Huntington hastalığı (HD), bir CAG tekrarının genişlemesinden kaynaklanan, avcılık proteininin N-terminal bölgesi içindeki bir poliglutamin tekrarını kodlayan baskın kalıtsal bir ilerleyici nörodejeneratif bozukluk olarak tanımlanmaktadır. Striatal orta büyüklükte dikenli nöronların (MSSN'ler) disfonksiyonu ve ölümü, HD'nin önemli bir nöropatolojik ayırt edici özelliği olmasına rağmen, bilişsel eksiklikler motor bozuklukların başlamasından çok önce ortaya çıkar ve dopaminerjik sistemdeki değişikliklerin, dopamin (DA) koordineli hareketlerin kontrolünde kilit bir rol oynadığı için HD nöropatolojiye katkıda bulunabileceği öne sürülmüştür. Artan DA seviyeleri ve DA sinyali hastalığın erken evrelerinde meydana gelmekle birlikte striastal nöro iletimi başlatan sinyal kaskadlarında striatal hücre ölümüne katkıda bulunabilecek bir dengesizliğe neden olmaktadır.
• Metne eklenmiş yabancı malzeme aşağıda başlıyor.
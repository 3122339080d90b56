// src/blockchain/networks.rs

use serde::Serialize;

/// A Blockscout explorer instance serving one EVM chain.
#[derive(Debug, Clone, Copy, Serialize)]
#[serde(rename_all = "camelCase")]
pub struct BlockscoutNetwork {
    pub chain_id: &'static str,
    pub name: &'static str,
    pub url: &'static str,
}

/// Explorer instances reachable through the `blockscout_*` tools.
/// Not every entry runs Blockscout proper; the ones that don't still expose the v2 API shape.
pub const BLOCKSCOUT_NETWORKS: &[BlockscoutNetwork] = &[
    BlockscoutNetwork { chain_id: "1", name: "Ethereum", url: "https://eth.blockscout.com" },
    BlockscoutNetwork { chain_id: "10", name: "Optimism", url: "https://optimism.blockscout.com" },
    BlockscoutNetwork { chain_id: "56", name: "BNB Smart Chain", url: "https://bscxplorer.com" },
    BlockscoutNetwork { chain_id: "100", name: "Gnosis", url: "https://gnosis.blockscout.com" },
    BlockscoutNetwork { chain_id: "137", name: "Polygon", url: "https://polygon.blockscout.com" },
    BlockscoutNetwork { chain_id: "250", name: "Fantom", url: "https://ftmscan.com" },
    BlockscoutNetwork { chain_id: "8453", name: "Base", url: "https://base.blockscout.com" },
    BlockscoutNetwork { chain_id: "42161", name: "Arbitrum", url: "https://arbitrum.blockscout.com" },
    BlockscoutNetwork { chain_id: "43114", name: "Avalanche", url: "https://snowtrace.io" },
];

/// Looks up a network by its decimal chain id.
pub fn find_network(chain_id: &str) -> Option<&'static BlockscoutNetwork> {
    let chain_id = chain_id.trim();
    BLOCKSCOUT_NETWORKS.iter().find(|n| n.chain_id == chain_id)
}

/// Comma separated list of supported chain ids, for error messages.
pub fn supported_chain_ids() -> String {
    BLOCKSCOUT_NETWORKS
        .iter()
        .map(|n| n.chain_id)
        .collect::<Vec<_>>()
        .join(", ")
}
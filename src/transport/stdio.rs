// src/transport/stdio.rs

use std::sync::Arc;

use serde_json::Value;
use tokio::io::{self, AsyncBufRead, AsyncBufReadExt, AsyncWrite, AsyncWriteExt, BufReader};
use tracing::{debug, error, info};

use super::{CallContext, RpcService};
use crate::mcp::protocol::{error_codes, Request, Response};

const TRANSPORT: &str = "stdio";

/// Serves newline-delimited JSON-RPC on the process's stdin/stdout.
pub async fn run(rpc: Arc<dyn RpcService>) {
    info!("🚀 Starting MCP server on stdin/stdout...");
    serve(rpc, BufReader::new(io::stdin()), io::stdout()).await;
    info!("MCP server shutting down");
}

/// One request per line in, one response per line out. Notifications get no line.
pub async fn serve<R, W>(rpc: Arc<dyn RpcService>, reader: R, mut writer: W)
where
    R: AsyncBufRead + Unpin,
    W: AsyncWrite + Unpin,
{
    let ctx = CallContext::new(TRANSPORT, None);
    let mut lines = reader.lines();

    loop {
        let line = match lines.next_line().await {
            Ok(Some(line)) => line,
            Ok(None) => {
                info!("EOF received, closing stdio transport");
                break;
            }
            Err(e) => {
                error!("Failed to read from stdin: {}", e);
                break;
            }
        };

        let line = line.trim();
        if line.is_empty() {
            continue;
        }
        debug!("Received: {}", line);

        let response = match serde_json::from_str::<Request>(line) {
            Ok(request) => rpc.call(request, &ctx).await,
            Err(parse_error) => {
                error!("JSON parse error: {}", parse_error);
                Some(Response::error(
                    Value::Null,
                    error_codes::PARSE_ERROR,
                    format!("Parse error: {}", parse_error),
                ))
            }
        };

        let Some(response) = response else { continue };
        let Ok(mut encoded) = serde_json::to_string(&response) else { continue };
        debug!("Sending: {}", encoded);
        encoded.push('\n');

        if let Err(e) = writer.write_all(encoded.as_bytes()).await {
            error!("Failed to write response: {}", e);
            break;
        }
        if let Err(e) = writer.flush().await {
            error!("Failed to flush response: {}", e);
            break;
        }
    }
}
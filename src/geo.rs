//! Great-circle distance between coordinates

use crate::models::Coordinate;

use std::f64::consts::PI;

/// Mean earth radius used by `haversine::Units::Kilometers`
pub const EARTH_RADIUS_KM: f64 = 6371.0;

/// Haversine distance in kilometers on a sphere of radius 6371 km.
///
/// Near-antipodal pairs can round the haversine term above 1, which makes the
/// crate return NaN; those pairs are half a circumference apart.
#[must_use]
pub fn distance(from: Coordinate, to: Coordinate) -> f64 {
    let km = haversine::distance(from.into(), to.into(), haversine::Units::Kilometers);
    if km.is_nan() { PI * EARTH_RADIUS_KM } else { km }
}

#[cfg(test)]
mod tests {
    use super::*;

    fn coord(latitude: f64, longitude: f64) -> Coordinate {
        Coordinate::new(latitude, longitude).unwrap()
    }

    #[test]
    fn test_distance_to_self_is_zero() {
        let munich = coord(48.137_154, 11.576_124);
        assert!(distance(munich, munich).abs() < 1e-9);
    }

    #[test]
    fn test_distance_is_symmetric() {
        let pairs = [
            (coord(48.137_154, 11.576_124), coord(48.370_545, 10.897_790)),
            (coord(-33.8688, 151.2093), coord(51.5074, -0.1278)),
            (coord(89.9, -179.9), coord(-89.9, 179.9)),
        ];
        for (a, b) in pairs {
            assert!((distance(a, b) - distance(b, a)).abs() < 1e-9);
            assert!(distance(a, b) >= 0.0);
        }
    }

    #[test]
    fn test_known_distance() {
        // Munich to Augsburg is roughly 57 km as the crow flies
        let munich = coord(48.137_154, 11.576_124);
        let augsburg = coord(48.370_545, 10.897_790);
        let km = distance(munich, augsburg);
        assert!((km - 56.6).abs() < 1.5, "got {km}");
    }

    #[test]
    fn test_antipodal_distance_is_half_circumference() {
        let half = PI * EARTH_RADIUS_KM;
        for (a, b) in [
            (coord(0.0, 0.0), coord(0.0, 180.0)),
            (coord(48.137_154, 11.576_124), coord(-48.137_154, -168.423_876)),
            (coord(90.0, 0.0), coord(-90.0, 0.0)),
        ] {
            let km = distance(a, b);
            assert!(km.is_finite());
            assert!((km - half).abs() < 1.0, "got {km}");
        }
    }

    #[test]
    fn test_one_degree_of_latitude() {
        // 6371 km * pi / 180
        let km = distance(coord(0.0, 0.0), coord(1.0, 0.0));
        assert!((km - 111.195).abs() < 0.01, "got {km}");
    }
}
Yapılan birkaç çalışma, DA reseptör antagonistlerinin ve DA içeriğini azaltan ajanların, kore ve motor semptomları azalttığını, dopaminerjik stimülasyonun bu semptomları şiddetlendirdiğini göstermiştir.

Striatum içinde iki farklı MSSN popülasyonu ayırt edilebilmektedir. Araştırmacılar bunlardan birincisini dolaylı striatal efferent yolağa yol açan enkefalin ve dopamin D2 reseptörlerini (D2R) eksprese eden MSSN'ler ve ikincisini ise doğrudan striatal efferent yolağı içeren P ve dopamin D1 reseptörlerini (D1R) eksprese eden MSSN'ler olarak belirtmişlerdir. Son zamanlarda, deneysel modellerle yapılan çeşitli çalışmalar, D2R-MSSN'lerin HD'de daha savunmasız olduğu konusundaki geleneksel görüşü değiştirmiş olup D1R MSSN'lerin HD mutasyonuna karşı daha savunmasız olduğu yeni bir görüş önermiştir. Bu görüşe göre, mutant hunttinin, D1R aktivasyonu yoluyla striatal hücre ölümünü arttırdığı ancak D2R’yi de arttırdığı gösterilmiştir. Araştırmacılar daha yakın zamanlarda, hastalığın erken evrelerinde, HD farelerin D1R nöronlarına glutamat salınımında bir artış gösterdiğini, ancak D2R nöronlarında bir artış göstermediğini, daha sonra hastalıkta glutamat salımı seçici olarak D1R hücrelerine indirgendiğini ve bunun da D1R nöronlarında hem erken hem de geç hastalık aşamalarında birkaç değişikliğin meydana geldiğini gösterdiğini ifade etmişlerdir. Araştırmacılar ayrıca D1R sinyalizasyonunu azaltabilecek stratejilerin HD'yi önlemede başarılı olabileceğini ancak bununla birlikte, D1R'lerin birçok dokuda yüksek oranda eksprese edildiğini ve D1R antagonistlerinin önleyici bir tedavi olarak geniş kullanımının, lokomotor bozukluklar dahil olmak üzere önemli dezavantajlara sahip olacağını veya HD hastalarında depresyon, parkinsonizm ve sedasyona neden olacağını belirtmişlerdir.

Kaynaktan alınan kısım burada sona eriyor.